Records excerpted from a collection:
//! Bounded block handoff between the mixer and the output pump.
//!
//! Two bounded channels form a single-producer/single-consumer loop: the
//! mixer takes an empty block from the free lane, fills it, and commits it
//! to the filled lane; the pump drains the filled lane and recycles blocks
//! back. All blocks are allocated up front, so the steady-state mix path
//! never touches the heap. When every block is in flight the mixer parks
//! on the free lane, which is the queue-full backpressure of the design.

use crossbeam_channel::{Receiver, RecvTimeoutError, Sender, bounded};
use std::time::Duration;

/// Mixer side of the handoff.
pub(crate) struct BlockProducer {
    filled: Sender<Vec<f32>>,
    free: Receiver<Vec<f32>>,
}

/// Pump side of the handoff.
pub(crate) struct BlockConsumer {
    filled: Receiver<Vec<f32>>,
    free: Sender<Vec<f32>>,
}

/// Create a handoff of `blocks` preallocated interleaved blocks of
/// `samples_per_block` samples each.
pub(crate) fn block_queue(
    blocks: usize,
    samples_per_block: usize,
) -> (BlockProducer, BlockConsumer) {
    let (filled_tx, filled_rx) = bounded(blocks);
    let (free_tx, free_rx) = bounded(blocks);
    for _ in 0..blocks {
        free_tx
            .send(vec![0.0; samples_per_block])
            .expect("free lane sized to hold every block");
    }
    (
        BlockProducer {
            filled: filled_tx,
            free: free_rx,
        },
        BlockConsumer {
            filled: filled_rx,
            free: free_tx,
        },
    )
}

impl BlockProducer {
    /// Take an empty block, waiting up to `timeout` for one to come back.
    ///
    /// `None` means the queue is still full (or the consumer is gone); the
    /// caller should re-check its running flag and try again.
    pub(crate) fn begin(&self, timeout: Duration) -> Option<Vec<f32>> {
        match self.free.recv_timeout(timeout) {
            Ok(block) => Some(block),
            Err(RecvTimeoutError::Timeout | RecvTimeoutError::Disconnected) => None,
        }
    }

    /// Hand a filled block to the consumer. Returns `false` if the consumer
    /// side has shut down.
    pub(crate) fn commit(&self, block: Vec<f32>) -> bool {
        self.filled.send(block).is_ok()
    }
}

impl BlockConsumer {
    /// Take the next filled block, waiting up to `timeout`.
    pub(crate) fn next(&self, timeout: Duration) -> Option<Vec<f32>> {
        match self.filled.recv_timeout(timeout) {
            Ok(block) => Some(block),
            Err(RecvTimeoutError::Timeout | RecvTimeoutError::Disconnected) => None,
        }
    }

    /// Return a drained block to the free lane.
    pub(crate) fn recycle(&self, block: Vec<f32>) {
        let _ = self.free.send(block);
    }
}

#[cfg(test)]
mod tests {
    use super::*;

    const TIMEOUT: Duration = Duration::from_millis(50);

    #[test]
    fn blocks_round_trip() {
        let (producer, consumer) = block_queue(2, 4);

        let mut block = producer.begin(TIMEOUT).unwrap();
        block.fill(0.5);
        assert!(producer.commit(block));

        let got = consumer.next(TIMEOUT).unwrap();
        assert_eq!(got, vec![0.5; 4]);
        consumer.recycle(got);

        // The recycled block comes back to the producer.
        assert!(producer.begin(TIMEOUT).is_some());
    }

    #[test]
    fn producer_blocks_when_all_blocks_in_flight() {
        let (producer, _consumer) = block_queue(2, 4);
        let a = producer.begin(TIMEOUT).unwrap();
        let b = producer.begin(TIMEOUT).unwrap();
        producer.commit(a);
        producer.commit(b);
        // Nothing recycled: the free lane is empty.
        assert!(producer.begin(Duration::from_millis(10)).is_none());
    }

    #[test]
    fn consumer_times_out_on_empty_queue() {
        let (_producer, consumer) = block_queue(2, 4);
        assert!(consumer.next(Duration::from_millis(10)).is_none());
    }

    #[test]
    fn preallocated_block_count_matches() {
        let (producer, _consumer) = block_queue(3, 8);
        assert!(producer.begin(TIMEOUT).is_some());
        assert!(producer.begin(TIMEOUT).is_some());
        assert!(producer.begin(TIMEOUT).is_some());
        assert!(producer.begin(Duration::from_millis(10)).is_none());
    }
}
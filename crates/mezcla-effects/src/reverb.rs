//! Fixed-tap reverb with persistent delay rings.
//!
//! Three taps per channel, decayed and damped, blended with the dry
//! signal:
//!
//! ```text
//! y[n] = dry_level * x[n]
//!      + wet_level * room_size * sum_k decay_k * (1 - damping) * x[n - d_k]
//! ```
//!
//! The tap history lives in per-channel [`DelayRing`]s that survive across
//! blocks, so tails are not truncated at block boundaries. Tap offsets are
//! tuned at a 44.1 kHz reference and scaled to the engine rate.

use libm::roundf;
use mezcla_core::{BlockEffect, DelayRing, ModParams};

/// Tap delays in frames at the 44.1 kHz reference rate.
const TAP_FRAMES_44K: [usize; 3] = [1323, 2205, 3087];

/// Base decay per tap, before damping.
const TAP_DECAYS: [f32; 3] = [0.6, 0.4, 0.3];

/// Reference sample rate for the tap constants.
const REFERENCE_RATE: f32 = 44100.0;

/// Scale a tap offset from the 44.1 kHz reference to the target rate.
fn scale_to_rate(frames: usize, target_rate: f32) -> usize {
    (roundf(frames as f32 * target_rate / REFERENCE_RATE) as usize).max(1)
}

/// Fixed-tap reverb.
///
/// ## Parameters
///
/// | Name | Range | Default |
/// |------|-------|---------|
/// | `room_size` | 0.0–1.0 | 0.5 |
/// | `damping` | 0.0–1.0 | 0.5 |
/// | `wet_level` | 0.0–1.0 | 0.5 |
/// | `dry_level` | 0.0–1.0 | 1.0 |
pub struct Reverb {
    params: ModParams,
    taps: [usize; 3],
    ring_l: DelayRing,
    ring_r: DelayRing,
}

impl Reverb {
    /// Create a reverb at the given engine rate with default parameters.
    pub fn new(sample_rate: u32) -> Self {
        let taps: [usize; 3] =
            core::array::from_fn(|i| scale_to_rate(TAP_FRAMES_44K[i], sample_rate as f32));
        let capacity = taps[2] + 1;
        Self {
            params: ModParams::new(&[
                ("room_size", 0.5),
                ("damping", 0.5),
                ("wet_level", 0.5),
                ("dry_level", 1.0),
            ]),
            taps,
            ring_l: DelayRing::new(capacity),
            ring_r: DelayRing::new(capacity),
        }
    }

    #[inline]
    fn process_channel(
        ring: &mut DelayRing,
        block: &mut [f32],
        taps: &[usize; 3],
        decays: &[f32; 3],
        room: f32,
        wet: f32,
        dry: f32,
    ) {
        for sample in block.iter_mut() {
            let x = *sample;
            ring.write(x);
            let mut wet_sum = 0.0f32;
            for (tap, decay) in taps.iter().zip(decays.iter()) {
                wet_sum += decay * ring.tap(*tap);
            }
            *sample = dry * x + wet * wet_sum * room;
        }
    }
}

impl BlockEffect for Reverb {
    fn name(&self) -> &'static str {
        "reverb"
    }

    fn process_block(&mut self, left: &mut [f32], right: &mut [f32]) {
        let room = self.params.value("room_size").clamp(0.0, 1.0);
        let damping = self.params.value("damping").clamp(0.0, 1.0);
        let wet = self.params.value("wet_level").max(0.0);
        let dry = self.params.value("dry_level").max(0.0);
        let decays: [f32; 3] = core::array::from_fn(|i| TAP_DECAYS[i] * (1.0 - damping));

        Self::process_channel(&mut self.ring_l, left, &self.taps, &decays, room, wet, dry);
        Self::process_channel(&mut self.ring_r, right, &self.taps, &decays, room, wet, dry);

        self.params.advance(left.len() as u64);
    }

    fn reset(&mut self) {
        self.ring_l.clear();
        self.ring_r.clear();
    }

    fn params_mut(&mut self) -> Option<&mut ModParams> {
        Some(&mut self.params)
    }
}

Aim of the task
Set down every record above, word for word.

Task result
//! Bounded block handoff between the mixer and the output pump.
//!
//! Two bounded channels form a single-producer/single-consumer loop: the
//! mixer takes an empty block from the free lane, fills it, and commits it
//! to the filled lane; the pump drains the filled lane and recycles blocks
//! back. All blocks are allocated up front, so the steady-state mix path
//! never touches the heap. When every block is in flight the mixer parks
//! on the free lane, which is the queue-full backpressure of the design.

use crossbeam_channel::{Receiver, RecvTimeoutError, Sender, bounded};
use std::time::Duration;

/// Mixer side of the handoff.
pub(crate) struct BlockProducer {
    filled: Sender<Vec<f32>>,
    free: Receiver<Vec<f32>>,
}

/// Pump side of the handoff.
pub(crate) struct BlockConsumer {
    filled: Receiver<Vec<f32>>,
    free: Sender<Vec<f32>>,
}

/// Create a handoff of `blocks` preallocated interleaved blocks of
/// `samples_per_block` samples each.
pub(crate) fn block_queue(
    blocks: usize,
    samples_per_block: usize,
) -> (BlockProducer, BlockConsumer) {
    let (filled_tx, filled_rx) = bounded(blocks);
    let (free_tx, free_rx) = bounded(blocks);
    for _ in 0..blocks {
        free_tx
            .send(vec![0.0; samples_per_block])
            .expect("free lane sized to hold every block");
    }
    (
        BlockProducer {
            filled: filled_tx,
            free: free_rx,
        },
        BlockConsumer {
            filled: filled_rx,
            free: free_tx,
        },
    )
}

impl BlockProducer {
    /// Take an empty block, waiting up to `timeout` for one to come back.
    ///
    /// `None` means the queue is still full (or the consumer is gone); the
    /// caller should re-check its running flag and try again.
    pub(crate) fn begin(&self, timeout: Duration) -> Option<Vec<f32>> {
        match self.free.recv_timeout(timeout) {
            Ok(block) => Some(block),
            Err(RecvTimeoutError::Timeout | RecvTimeoutError::Disconnected) => None,
        }
    }

    /// Hand a filled block to the consumer. Returns `false` if the consumer
    /// side has shut down.
    pub(crate) fn commit(&self, block: Vec<f32>) -> bool {
        self.filled.send(block).is_ok()
    }
}

impl BlockConsumer {
    /// Take the next filled block, waiting up to `timeout`.
    pub(crate) fn next(&self, timeout: Duration) -> Option<Vec<f32>> {
        match self.filled.recv_timeout(timeout) {
            Ok(block) => Some(block),
            Err(RecvTimeoutError::Timeout | RecvTimeoutError::Disconnected) => None,
        }
    }

    /// Return a drained block to the free lane.
    pub(crate) fn recycle(&self, block: Vec<f32>) {
        let _ = self.free.send(block);
    }
}

#[cfg(test)]
mod tests {
    use super::*;

    const TIMEOUT: Duration = Duration::from_millis(50);

    #[test]
    fn blocks_round_trip() {
        let (producer, consumer) = block_queue(2, 4);

        let mut block = producer.begin(TIMEOUT).unwrap();
        block.fill(0.5);
        assert!(producer.commit(block));

        let got = consumer.next(TIMEOUT).unwrap();
        assert_eq!(got, vec![0.5; 4]);
        consumer.recycle(got);

        // The recycled block comes back to the producer.
        assert!(producer.begin(TIMEOUT).is_some());
    }

    #[test]
    fn producer_blocks_when_all_blocks_in_flight() {
        let (producer, _consumer) = block_queue(2, 4);
        let a = producer.begin(TIMEOUT).unwrap();
        let b = producer.begin(TIMEOUT).unwrap();
        producer.commit(a);
        producer.commit(b);
        // Nothing recycled: the free lane is empty.
        assert!(producer.begin(Duration::from_millis(10)).is_none());
    }

    #[test]
    fn consumer_times_out_on_empty_queue() {
        let (_producer, consumer) = block_queue(2, 4);
        assert!(consumer.next(Duration::from_millis(10)).is_none());
    }

    #[test]
    fn preallocated_block_count_matches() {
        let (producer, _consumer) = block_queue(3, 8);
        assert!(producer.begin(TIMEOUT).is_some());
        assert!(producer.begin(TIMEOUT).is_some());
        assert!(producer.begin(TIMEOUT).is_some());
        assert!(producer.begin(Duration::from_millis(10)).is_none());
    }
}
filename crates/mezcla-effects/src/reverb.rs
//! Fixed-tap reverb with persistent delay rings.
//!
//! Three taps per channel, decayed and damped, blended with the dry
//! signal:
//!
//! ```text
//! y[n] = dry_level * x[n]
//!      + wet_level * room_size * sum_k decay_k * (1 - damping) * x[n - d_k]
//! ```
//!
//! The tap history lives in per-channel [`DelayRing`]s that survive across
//! blocks, so tails are not truncated at block boundaries. Tap offsets are
//! tuned at a 44.1 kHz reference and scaled to the engine rate.

use libm::roundf;
use mezcla_core::{BlockEffect, DelayRing, ModParams};

/// Tap delays in frames at the 44.1 kHz reference rate.
const TAP_FRAMES_44K: [usize; 3] = [1323, 2205, 3087];

/// Base decay per tap, before damping.
const TAP_DECAYS: [f32; 3] = [0.6, 0.4, 0.3];

/// Reference sample rate for the tap constants.
const REFERENCE_RATE: f32 = 44100.0;

/// Scale a tap offset from the 44.1 kHz reference to the target rate.
fn scale_to_rate(frames: usize, target_rate: f32) -> usize {
    (roundf(frames as f32 * target_rate / REFERENCE_RATE) as usize).max(1)
}

/// Fixed-tap reverb.
///
/// ## Parameters
///
/// | Name | Range | Default |
/// |------|-------|---------|
/// | `room_size` | 0.0–1.0 | 0.5 |
/// | `damping` | 0.0–1.0 | 0.5 |
/// | `wet_level` | 0.0–1.0 | 0.5 |
/// | `dry_level` | 0.0–1.0 | 1.0 |
pub struct Reverb {
    params: ModParams,
    taps: [usize; 3],
    ring_l: DelayRing,
    ring_r: DelayRing,
}

impl Reverb {
    /// Create a reverb at the given engine rate with default parameters.
    pub fn new(sample_rate: u32) -> Self {
        let taps: [usize; 3] =
            core::array::from_fn(|i| scale_to_rate(TAP_FRAMES_44K[i], sample_rate as f32));
        let capacity = taps[2] + 1;
        Self {
            params: ModParams::new(&[
                ("room_size", 0.5),
                ("damping", 0.5),
                ("wet_level", 0.5),
                ("dry_level", 1.0),
            ]),
            taps,
            ring_l: DelayRing::new(capacity),
            ring_r: DelayRing::new(capacity),
        }
    }

    #[inline]
    fn process_channel(
        ring: &mut DelayRing,
        block: &mut [f32],
        taps: &[usize; 3],
        decays: &[f32; 3],
        room: f32,
        wet: f32,
        dry: f32,
    ) {
        for sample in block.iter_mut() {
            let x = *sample;
            ring.write(x);
            let mut wet_sum = 0.0f32;
            for (tap, decay) in taps.iter().zip(decays.iter()) {
                wet_sum += decay * ring.tap(*tap);
            }
            *sample = dry * x + wet * wet_sum * room;
        }
    }
}

impl BlockEffect for Reverb {
    fn name(&self) -> &'static str {
        "reverb"
    }

    fn process_block(&mut self, left: &mut [f32], right: &mut [f32]) {
        let room = self.params.value("room_size").clamp(0.0, 1.0);
        let damping = self.params.value("damping").clamp(0.0, 1.0);
        let wet = self.params.value("wet_level").max(0.0);
        let dry = self.params.value("dry_level").max(0.0);
        let decays: [f32; 3] = core::array::from_fn(|i| TAP_DECAYS[i] * (1.0 - damping));

        Self::process_channel(&mut self.ring_l, left, &self.taps, &decays, room, wet, dry);
        Self::process_channel(&mut self.ring_r, right, &self.taps, &decays, room, wet, dry);

        self.params.advance(left.len() as u64);
    }

    fn reset(&mut self) {
        self.ring_l.clear();
        self.ring_r.clear();
    }

    fn params_mut(&mut self) -> Option<&mut ModParams> {
        Some(&mut self.params)
    }
}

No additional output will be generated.